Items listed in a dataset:
• • • •

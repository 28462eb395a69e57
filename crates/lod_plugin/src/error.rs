//! Error types for LOD tool operations.

use thiserror::Error;

/// Errors raised while executing LOD tool commands.
///
/// None of these escape [`LodTools::run`](crate::commands::LodTools::run):
/// the dispatch boundary logs them and reports a failed outcome instead.
#[derive(Debug, Error, Clone, PartialEq)]
pub enum LodError {
  /// The object has no LOD group attached (or it was removed).
  #[error("object {0} has no LOD group")]
  NotAnLodGroup(String),

  /// A level index beyond the suffix table.
  #[error("LOD level {level} is out of range (max {max})")]
  LevelOutOfRange { level: usize, max: usize },

  /// A context-bearing command was run without a context object.
  #[error("command '{0}' requires a context object")]
  MissingContext(&'static str),

  /// The host refused or failed a write.
  #[error("host error: {0}")]
  Host(String),
}
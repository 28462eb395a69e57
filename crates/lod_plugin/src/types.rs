//! Core data types for LOD group configuration.

use std::collections::HashSet;
use std::fmt::Debug;
use std::hash::Hash;

use smallvec::SmallVec;

use crate::constants::MAX_LOD_LEVELS;

/// Host object handle.
///
/// Anything cheap to copy and hashable works: ECS entities, arena indices,
/// instance ids.
pub trait ObjectId: Copy + Eq + Hash + Debug {}

impl<T: Copy + Eq + Hash + Debug> ObjectId for T {}

/// One tier of an LOD group.
#[derive(Clone, Debug, PartialEq)]
pub struct LodLevel<O> {
  /// Screen-relative height at which this level becomes active, in (0, 1].
  pub transition_height: f32,

  /// Renderers drawn at this level. Insertion ordered, no duplicates.
  renderers: Vec<O>,
}

impl<O: ObjectId> LodLevel<O> {
  /// Create a level from a height and renderer list.
  ///
  /// Duplicate renderers are dropped, first occurrence wins.
  pub fn new(transition_height: f32, renderers: impl IntoIterator<Item = O>) -> Self {
    let mut level = Self::empty();
    level.transition_height = transition_height;
    level.union_renderers(renderers);
    level
  }

  /// A level with no renderers and a zero height.
  ///
  /// Newly created levels start here; their height is filled in once every
  /// level has been materialized.
  pub fn empty() -> Self {
    Self {
      transition_height: 0.0,
      renderers: Vec::new(),
    }
  }

  /// Renderers drawn at this level, in insertion order.
  #[inline]
  pub fn renderers(&self) -> &[O] {
    &self.renderers
  }

  /// Check if a renderer is registered at this level.
  pub fn contains(&self, renderer: &O) -> bool {
    self.renderers.contains(renderer)
  }

  /// Add renderers not already present, keeping existing order.
  ///
  /// Returns the number of renderers actually added.
  pub fn union_renderers(&mut self, renderers: impl IntoIterator<Item = O>) -> usize {
    let mut seen: HashSet<O> = self.renderers.iter().copied().collect();
    let before = self.renderers.len();
    for renderer in renderers {
      if seen.insert(renderer) {
        self.renderers.push(renderer);
      }
    }
    self.renderers.len() - before
  }

  /// Keep only renderers matching the predicate.
  ///
  /// Returns the number of renderers removed.
  pub fn retain_renderers(&mut self, mut keep: impl FnMut(&O) -> bool) -> usize {
    let before = self.renderers.len();
    self.renderers.retain(|r| keep(r));
    before - self.renderers.len()
  }
}

/// Ordered LOD configuration owned by a single root object.
///
/// Level 0 is the highest detail. Levels are never reordered.
#[derive(Clone, Debug, PartialEq)]
pub struct LodGroup<O> {
  levels: SmallVec<[LodLevel<O>; MAX_LOD_LEVELS]>,
}

impl<O: ObjectId> LodGroup<O> {
  /// Create a group with no levels.
  pub fn new() -> Self {
    Self {
      levels: SmallVec::new(),
    }
  }

  /// Create a group from an ordered level sequence.
  pub fn from_levels(levels: impl IntoIterator<Item = LodLevel<O>>) -> Self {
    Self {
      levels: levels.into_iter().collect(),
    }
  }

  /// Number of levels.
  #[inline]
  pub fn level_count(&self) -> usize {
    self.levels.len()
  }

  /// Check if the group has no levels.
  #[inline]
  pub fn is_empty(&self) -> bool {
    self.levels.is_empty()
  }

  /// Get a level by index.
  pub fn level(&self, index: usize) -> Option<&LodLevel<O>> {
    self.levels.get(index)
  }

  /// Get a mutable level by index.
  pub fn level_mut(&mut self, index: usize) -> Option<&mut LodLevel<O>> {
    self.levels.get_mut(index)
  }

  /// All levels in index order.
  pub fn levels(&self) -> &[LodLevel<O>] {
    &self.levels
  }

  /// Append a level after the current last one.
  pub fn push_level(&mut self, level: LodLevel<O>) {
    self.levels.push(level);
  }

  /// Iterate every renderer reference across all levels.
  pub fn renderers(&self) -> impl Iterator<Item = &O> {
    self.levels.iter().flat_map(|level| level.renderers.iter())
  }
}

impl<O: ObjectId> Default for LodGroup<O> {
  fn default() -> Self {
    Self::new()
  }
}

impl<O: ObjectId> FromIterator<LodLevel<O>> for LodGroup<O> {
  fn from_iter<I: IntoIterator<Item = LodLevel<O>>>(iter: I) -> Self {
    Self::from_levels(iter)
  }
}

#[cfg(test)]
#[path = "types_test.rs"]
mod types_test;
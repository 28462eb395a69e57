//! Selecting every renderer registered at one level.

use std::collections::HashSet;

use crate::constants::MAX_LOD_LEVELS;
use crate::error::LodError;
use crate::gate::{CooldownGate, IdleQueue, IdleTask};
use crate::host::{selected_lod_roots, SceneGraph, SelectionHost};

/// Check if every selected LOD root has a level at `level`.
///
/// `false` for an empty selection (or one without LOD roots) and for levels
/// past the suffix table.
pub fn can_select_at_level<H: SelectionHost + ?Sized>(host: &H, level: usize) -> bool {
  if level >= MAX_LOD_LEVELS {
    return false;
  }
  let roots = selected_lod_roots(host);
  !roots.is_empty()
    && roots.iter().all(|&root| {
      host
        .lod_group(root)
        .is_some_and(|group| group.level_count() > level)
    })
}

/// Live renderers registered at `level` across `roots`, deduplicated, in
/// root then level order.
///
/// Roots without that level contribute nothing.
pub fn renderers_at_level<H: SceneGraph + ?Sized>(
  host: &H,
  roots: &[H::Object],
  level: usize,
) -> Vec<H::Object> {
  let mut seen = HashSet::new();
  roots
    .iter()
    .filter_map(|&root| host.lod_group(root)?.level(level))
    .flat_map(|lod| lod.renderers().iter().copied())
    .filter(|&renderer| host.is_live_renderer(renderer))
    .filter(|renderer| seen.insert(*renderer))
    .collect()
}

/// Level selection with a single-shot-per-cycle cooldown.
///
/// Hosts may deliver the same menu action once per selected object in one
/// frame; only the first call of a cycle replaces the selection so later
/// calls can't act on the selection the first one produced.
#[derive(Debug, Default)]
pub struct LevelSelector {
  gate: CooldownGate,
}

impl LevelSelector {
  /// Create a selector with an open gate.
  pub fn new() -> Self {
    Self::default()
  }

  /// Replace the selection with every live renderer at `level` across the
  /// selected LOD roots.
  ///
  /// Returns `Ok(None)` while the cooldown is running, otherwise the number
  /// of objects selected.
  pub fn select<H: SelectionHost + ?Sized>(
    &mut self,
    host: &mut H,
    idle: &mut IdleQueue,
    level: usize,
  ) -> Result<Option<usize>, LodError> {
    if level >= MAX_LOD_LEVELS {
      return Err(LodError::LevelOutOfRange {
        level,
        max: MAX_LOD_LEVELS - 1,
      });
    }
    if !self
      .gate
      .try_acquire(idle, IdleTask::ReleaseSelectionCooldown)
    {
      tracing::trace!(level, "level selection on cooldown");
      return Ok(None);
    }

    let roots = selected_lod_roots(&*host);
    let renderers = renderers_at_level(&*host, &roots, level);
    let count = renderers.len();
    host.set_selection(renderers);

    tracing::debug!(level, roots = roots.len(), selected = count, "selected LOD renderers");
    Ok(Some(count))
  }

  /// Check if the cooldown is running.
  pub fn cooldown_active(&self) -> bool {
    self.gate.is_active()
  }

  /// End the cooldown.
  pub fn release_cooldown(&mut self) {
    self.gate.release();
  }
}

#[cfg(test)]
#[path = "selector_test.rs"]
mod selector_test;
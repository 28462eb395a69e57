//! Test utilities for LOD tool tests.
//!
//! Provides an in-memory scene implementing every host trait, with counters
//! for subtree scans and undo commits.

use std::cell::Cell;
use std::collections::HashMap;

use crate::error::LodError;
use crate::host::{SceneGraph, SelectionHost, UndoHost};
use crate::types::{LodGroup, LodLevel};

// =============================================================================
// Mock Scene
// =============================================================================

struct MockObject {
  name: String,
  parent: Option<u32>,
  children: Vec<u32>,
  active: bool,
  renderable: bool,
  lod: Option<LodGroup<u32>>,
}

/// One committed undo entry.
#[derive(Clone, Debug, PartialEq)]
pub struct UndoEntry {
  pub object: u32,
  pub label: &'static str,
  pub before: Option<LodGroup<u32>>,
}

/// In-memory hierarchy with selection and undo bookkeeping.
#[derive(Default)]
pub struct MockScene {
  objects: HashMap<u32, MockObject>,
  next_id: u32,
  selection: Vec<u32>,
  pending_undo: Vec<UndoEntry>,
  pub undo_entries: Vec<UndoEntry>,
  pub fail_writes: bool,
  scans: Cell<usize>,
}

impl MockScene {
  pub fn new() -> Self {
    Self {
      next_id: 1,
      ..Default::default()
    }
  }

  fn insert(&mut self, parent: Option<u32>, name: &str, renderable: bool) -> u32 {
    let id = self.next_id;
    self.next_id += 1;
    self.objects.insert(
      id,
      MockObject {
        name: name.to_string(),
        parent,
        children: Vec::new(),
        active: true,
        renderable,
        lod: None,
      },
    );
    if let Some(parent) = parent {
      if let Some(p) = self.objects.get_mut(&parent) {
        p.children.push(id);
      }
    }
    id
  }

  /// Spawn a root object carrying an LOD group.
  pub fn spawn_root(&mut self, name: &str, group: LodGroup<u32>) -> u32 {
    let id = self.insert(None, name, false);
    self.set_group(id, group);
    id
  }

  /// Spawn a non-renderable grouping node.
  pub fn spawn_node(&mut self, parent: u32, name: &str) -> u32 {
    self.insert(Some(parent), name, false)
  }

  /// Spawn a renderable leaf.
  pub fn spawn_renderer(&mut self, parent: u32, name: &str) -> u32 {
    self.insert(Some(parent), name, true)
  }

  pub fn set_active(&mut self, object: u32, active: bool) {
    if let Some(o) = self.objects.get_mut(&object) {
      o.active = active;
    }
  }

  pub fn set_group(&mut self, object: u32, group: LodGroup<u32>) {
    if let Some(o) = self.objects.get_mut(&object) {
      o.lod = Some(group);
    }
  }

  /// Despawn an object and its subtree.
  pub fn despawn(&mut self, object: u32) {
    let Some(removed) = self.objects.remove(&object) else {
      return;
    };
    if let Some(parent) = removed.parent.and_then(|p| self.objects.get_mut(&p)) {
      parent.children.retain(|&c| c != object);
    }
    for child in removed.children {
      self.despawn(child);
    }
  }

  pub fn select(&mut self, objects: &[u32]) {
    self.selection = objects.to_vec();
  }

  /// The LOD group on `object`. Panics if there is none.
  pub fn group(&self, object: u32) -> &LodGroup<u32> {
    self
      .objects
      .get(&object)
      .and_then(|o| o.lod.as_ref())
      .expect("object has no LOD group")
  }

  /// Renderers registered at `level` of the group on `object`.
  pub fn members(&self, object: u32, level: usize) -> Vec<u32> {
    self
      .group(object)
      .level(level)
      .map(|l| l.renderers().to_vec())
      .unwrap_or_default()
  }

  /// Number of subtree scans served so far.
  pub fn scan_count(&self) -> usize {
    self.scans.get()
  }

  fn collect(&self, object: u32, parent_active: bool, include_inactive: bool, out: &mut Vec<u32>) {
    let Some(o) = self.objects.get(&object) else {
      return;
    };
    let active = parent_active && o.active;
    if o.renderable && (active || include_inactive) {
      out.push(object);
    }
    for &child in &o.children {
      self.collect(child, active, include_inactive, out);
    }
  }
}

impl SceneGraph for MockScene {
  type Object = u32;

  fn renderers_in_subtree(&self, root: u32, include_inactive: bool) -> Vec<u32> {
    self.scans.set(self.scans.get() + 1);
    let mut out = Vec::new();
    self.collect(root, true, include_inactive, &mut out);
    out
  }

  fn display_name(&self, object: u32) -> Option<&str> {
    self.objects.get(&object).map(|o| o.name.as_str())
  }

  fn is_alive(&self, object: u32) -> bool {
    self.objects.contains_key(&object)
  }

  fn lod_group(&self, object: u32) -> Option<&LodGroup<u32>> {
    self.objects.get(&object)?.lod.as_ref()
  }

  fn set_lod_group(&mut self, root: u32, group: LodGroup<u32>) -> Result<(), LodError> {
    if self.fail_writes {
      return Err(LodError::Host("writes disabled".to_string()));
    }
    match self.objects.get_mut(&root) {
      Some(o) if o.lod.is_some() => {
        o.lod = Some(group);
        Ok(())
      }
      _ => Err(LodError::NotAnLodGroup(format!("{}", root))),
    }
  }
}

impl SelectionHost for MockScene {
  fn selection(&self) -> Vec<u32> {
    self.selection.clone()
  }

  fn set_selection(&mut self, objects: Vec<u32>) {
    self.selection = objects;
  }
}

impl UndoHost for MockScene {
  fn record_before_mutation(&mut self, object: u32, label: &'static str) {
    let before = self.lod_group(object).cloned();
    self.pending_undo.push(UndoEntry {
      object,
      label,
      before,
    });
  }

  fn commit_undo(&mut self, label: &'static str) {
    let (committed, pending): (Vec<_>, Vec<_>) = self
      .pending_undo
      .drain(..)
      .partition(|entry| entry.label == label);
    self.pending_undo = pending;
    self.undo_entries.extend(committed);
  }
}

// =============================================================================
// Fixtures
// =============================================================================

/// Single-level group: level 0 at `height` with the given renderers.
pub fn single_level_group(height: f32, renderers: &[u32]) -> LodGroup<u32> {
  LodGroup::from_levels([LodLevel::new(height, renderers.iter().copied())])
}

/// Group with one empty level per height.
pub fn empty_levels(heights: &[f32]) -> LodGroup<u32> {
  heights
    .iter()
    .map(|&h| LodLevel::new(h, std::iter::empty()))
    .collect()
}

• • • •

### Exercise directions:
Report each line above containing the string "HashSet".

### Final answer:
use std::collections::HashSet;
    let mut seen: HashSet<O> = self.renderers.iter().copied().collect();
use std::collections::HashSet;
  let mut seen = HashSet::new();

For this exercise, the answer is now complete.